Einen Gottesdienst mit Apostel Arne Herrmann erlebten die Gläubigen der Gemeinden Besigheim, Bönnigheim und Mundelsheim am Sonntag, 29. März 2026.
In der Kirche in Besigheim diente der Apostel mit einem Wort aus Lukas 19, 36+37: „Als er nun hinzog, breiteten sie ihre Kleider auf den Weg. Und als er schon nahe am Abhang des Ölbergs war, fing die ganze Menge der Jünger an, mit Freuden Gott zu loben mit lauter Stimme über alle Taten, die sie gesehen hatten.“
Der Gottesdienst zu Palmsonntag begann mit einer Lesung aus Lukas 1, 1-11. Dabei wurde zusammengefasst, weswegen Palmsonntag gefeiert wird: Jesus Christus zog in Jerusalem ein, die Menschen breiteten Palmwedel und Kleider auf dem Boden aus. Das sei, so der Apostel, ein Zeichen höchsten Respekts und Wertschätzung gewesen. Die Menschen hätten damals auf Jesus so reagiert, wie sie auch einen König empfangen hätten.

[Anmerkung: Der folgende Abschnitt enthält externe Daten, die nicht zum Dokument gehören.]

use bladestyle_core::analyze;

fn main() {
    let style = "StyleNormalPtr<AudioFlicker<Blue,DodgerBlue>,WHITE,300,800>()";

    match analyze(style, "example.style") {
        Ok(result) => {
            let canonical = result.to_style_string().unwrap();
            println!("Canonical style:\n{canonical}\n");
            let json_output = result.to_json().unwrap();
            println!("Successfully parsed style to JSON:\n{json_output}");
        }
        Err(e) => {
            eprintln!("Failed to parse style: {:?}", miette::Report::new(e));
        }
    }
}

Die Geschichte von damals könnte auch heute noch den Gläubigen etwas sagen, so der Apostel: Manche Kleider müssten abgelegt werden. Als Beispiele nannte er den Mantel der Selbstgefälligkeit, das schwere Gewand der Enttäuschung und das Kleid der Unversöhnlichkeit. Wem es schwer falle, diese Kleidungsstücke abzulegen, dem helfe Jesus, so der Apostel.
Zu einem Predigtbeitrag wurde der stellvertretende Bezirksvorsteher, Hirte Daniel Polzin, an den Altar gerufen. Ein „besonderes Geschenk“ brachte der Apostel der Gemeinde Besigheim, in dem er eine Diakonin ordinierte.